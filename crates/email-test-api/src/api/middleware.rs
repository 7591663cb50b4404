//! Request logging.

use axum::{extract::Request, middleware::Next, response::Response};
use std::time::Instant;
use tracing::{debug, error, info, warn};

/// Log each request once it has been answered.
///
/// Health checks are logged at debug level only; 4xx answers are warnings
/// and 5xx answers are errors.
pub async fn logging_middleware(request: Request, next: Next) -> Response {
    let method = request.method().clone();
    let path = request.uri().path().to_owned();
    let started = Instant::now();

    let response = next.run(request).await;

    let elapsed_ms = started.elapsed().as_millis() as u64;
    let status = response.status().as_u16();

    match status {
        500.. => error!(%method, %path, status, elapsed_ms, "Request errored"),
        400..=499 => warn!(%method, %path, status, elapsed_ms, "Request rejected"),
        _ if path == "/health" => debug!(%method, %path, status, elapsed_ms, "Health check"),
        _ => info!(%method, %path, status, elapsed_ms, "Request handled"),
    }

    response
}
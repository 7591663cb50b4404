//! Delivery of emails to the incoming-mail endpoint.

use crate::error::DispatchError;
use crate::source::ReceivedEmail;
use async_trait::async_trait;
use reqwest::Client;
use secrecy::{ExposeSecret, SecretString};
use serde::Serialize;
use std::time::Duration;
use tracing::{debug, instrument, warn};

const SUBJECT_PREFIX: &str = "TECH : ";
const DEFAULT_SUBJECT: &str = "Test email";
const REPLY_PLAIN: &str = "Message reply if found.";

/// Result of delivering one email.
#[derive(Debug, Clone, PartialEq, Eq, Serialize)]
pub struct SendOutcome {
    pub success: bool,
    /// Status of the response; 0 when none arrived.
    pub http_code: u16,
    pub response: String,
    #[serde(skip_serializing_if = "Option::is_none")]
    pub error: Option<String>,
    pub email_id: i64,
}

/// Where replayed emails go. Delivery failures are reported in the outcome.
#[cfg_attr(test, mockall::automock)]
#[async_trait]
pub trait EmailSink: Send + Sync {
    async fn send(&self, email: &ReceivedEmail) -> SendOutcome;
}

#[derive(Debug, Serialize, PartialEq, Eq)]
pub struct IncomingEmail {
    pub headers: IncomingHeaders,
    pub envelope: Envelope,
    pub plain: String,
    pub html: String,
    pub reply_plain: String,
}

#[derive(Debug, Serialize, PartialEq, Eq)]
pub struct IncomingHeaders {
    pub subject: String,
    pub from: String,
    pub to: String,
}

#[derive(Debug, Serialize, PartialEq, Eq)]
pub struct Envelope {
    pub from: String,
    pub recipients: Vec<String>,
}

/// Posts emails as JSON to the incoming-mail endpoint.
pub struct HttpEmailSink {
    client: Client,
    url: SecretString,
    default_to: String,
    default_from: String,
}

impl HttpEmailSink {
    pub fn new(
        url: SecretString,
        default_to: impl Into<String>,
        default_from: impl Into<String>,
        timeout: Duration,
    ) -> Result<Self, DispatchError> {
        let client = Client::builder()
            .timeout(timeout)
            .build()
            .map_err(|e| DispatchError::Internal(format!("Failed to create HTTP client: {}", e)))?;

        Ok(Self {
            client,
            url,
            default_to: default_to.into(),
            default_from: default_from.into(),
        })
    }

    /// Payload for `email`, stamped with `unix_time`.
    pub fn payload(&self, email: &ReceivedEmail, unix_time: i64) -> IncomingEmail {
        let to = non_empty(&email.to_email).unwrap_or(&self.default_to).to_string();
        let from = non_empty(&email.sender_email)
            .unwrap_or(&self.default_from)
            .to_string();
        let subject = format!(
            "{}{} {}",
            SUBJECT_PREFIX,
            non_empty(&email.sender_subject).unwrap_or(DEFAULT_SUBJECT),
            unix_time
        );

        IncomingEmail {
            headers: IncomingHeaders {
                subject,
                from: from.clone(),
                to: to.clone(),
            },
            envelope: Envelope {
                from,
                recipients: vec![to],
            },
            plain: email.plain.clone().unwrap_or_default(),
            html: email.html.clone().unwrap_or_default(),
            reply_plain: REPLY_PLAIN.to_string(),
        }
    }
}

#[async_trait]
impl EmailSink for HttpEmailSink {
    #[instrument(skip(self, email), fields(email_id = email.id))]
    async fn send(&self, email: &ReceivedEmail) -> SendOutcome {
        let payload = self.payload(email, chrono::Utc::now().timestamp());

        let response = match self
            .client
            .post(self.url.expose_secret())
            .header(reqwest::header::ACCEPT, "application/json")
            .json(&payload)
            .send()
            .await
        {
            Ok(response) => response,
            Err(e) => {
                warn!("Email delivery failed: {}", e);
                return SendOutcome {
                    success: false,
                    http_code: 0,
                    response: String::new(),
                    error: Some(e.without_url().to_string()),
                    email_id: email.id,
                };
            }
        };

        let status = response.status();
        let body = response.text().await.unwrap_or_default();
        debug!(%status, "Email delivered");

        SendOutcome {
            success: status.is_success(),
            http_code: status.as_u16(),
            response: body,
            error: None,
            email_id: email.id,
        }
    }
}

fn non_empty(value: &Option<String>) -> Option<&str> {
    value.as_deref().filter(|v| !v.is_empty())
}

#[cfg(test)]
mod tests {
    use super::*;
    use serde_json::json;
    use wiremock::matchers::{body_partial_json, method, path};
    use wiremock::{Mock, MockServer, ResponseTemplate};

    fn sink(url: String) -> HttpEmailSink {
        HttpEmailSink::new(
            SecretString::new(url),
            "test@mail.example",
            "error@example.com",
            Duration::from_secs(5),
        )
        .unwrap()
    }

    fn email() -> ReceivedEmail {
        ReceivedEmail {
            id: 7,
            to_email: Some("agency@example.com".into()),
            sender_email: Some("portal@example.com".into()),
            sender_subject: Some("New lead".into()),
            plain: Some("Hello".into()),
            html: None,
        }
    }

    #[test]
    fn test_payload() {
        let payload = sink("http://localhost".into()).payload(&email(), 1700000000);

        assert_eq!(payload.headers.subject, "TECH : New lead 1700000000");
        assert_eq!(payload.headers.to, "agency@example.com");
        assert_eq!(payload.envelope.recipients, vec!["agency@example.com"]);
        assert_eq!(payload.plain, "Hello");
        assert_eq!(payload.html, "");
        assert_eq!(payload.reply_plain, "Message reply if found.");
    }

    #[test]
    fn test_payload_defaults() {
        let email = ReceivedEmail {
            id: 1,
            to_email: Some(String::new()),
            ..ReceivedEmail::default()
        };
        let payload = sink("http://localhost".into()).payload(&email, 42);

        assert_eq!(payload.headers.subject, "TECH : Test email 42");
        assert_eq!(payload.headers.to, "test@mail.example");
        assert_eq!(payload.headers.from, "error@example.com");
        assert_eq!(payload.envelope.from, "error@example.com");
    }

    #[tokio::test]
    async fn test_send_success() {
        let server = MockServer::start().await;
        Mock::given(method("POST"))
            .and(path("/email/incoming"))
            .and(body_partial_json(json!({
                "headers": {"from": "portal@example.com", "to": "agency@example.com"},
                "envelope": {"recipients": ["agency@example.com"]},
                "plain": "Hello"
            })))
            .respond_with(ResponseTemplate::new(202).set_body_string("queued"))
            .expect(1)
            .mount(&server)
            .await;

        let outcome = sink(format!("{}/email/incoming", server.uri()))
            .send(&email())
            .await;

        assert!(outcome.success);
        assert_eq!(outcome.http_code, 202);
        assert_eq!(outcome.response, "queued");
        assert_eq!(outcome.email_id, 7);
    }

    #[tokio::test]
    async fn test_send_rejected() {
        let server = MockServer::start().await;
        Mock::given(method("POST"))
            .respond_with(ResponseTemplate::new(422).set_body_string("bad payload"))
            .mount(&server)
            .await;

        let outcome = sink(server.uri()).send(&email()).await;
        assert!(!outcome.success);
        assert_eq!(outcome.http_code, 422);
    }

    #[tokio::test]
    async fn test_send_unreachable() {
        let outcome = sink("http://127.0.0.1:1/email/incoming".into())
            .send(&email())
            .await;
        assert!(!outcome.success);
        assert_eq!(outcome.http_code, 0);
        assert!(outcome.error.is_some());
    }
}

■ YOUR TASK ■
In how many lines of the data does the string "endpoint" appear? Only the number should be given.

■ RESPONSE ■
2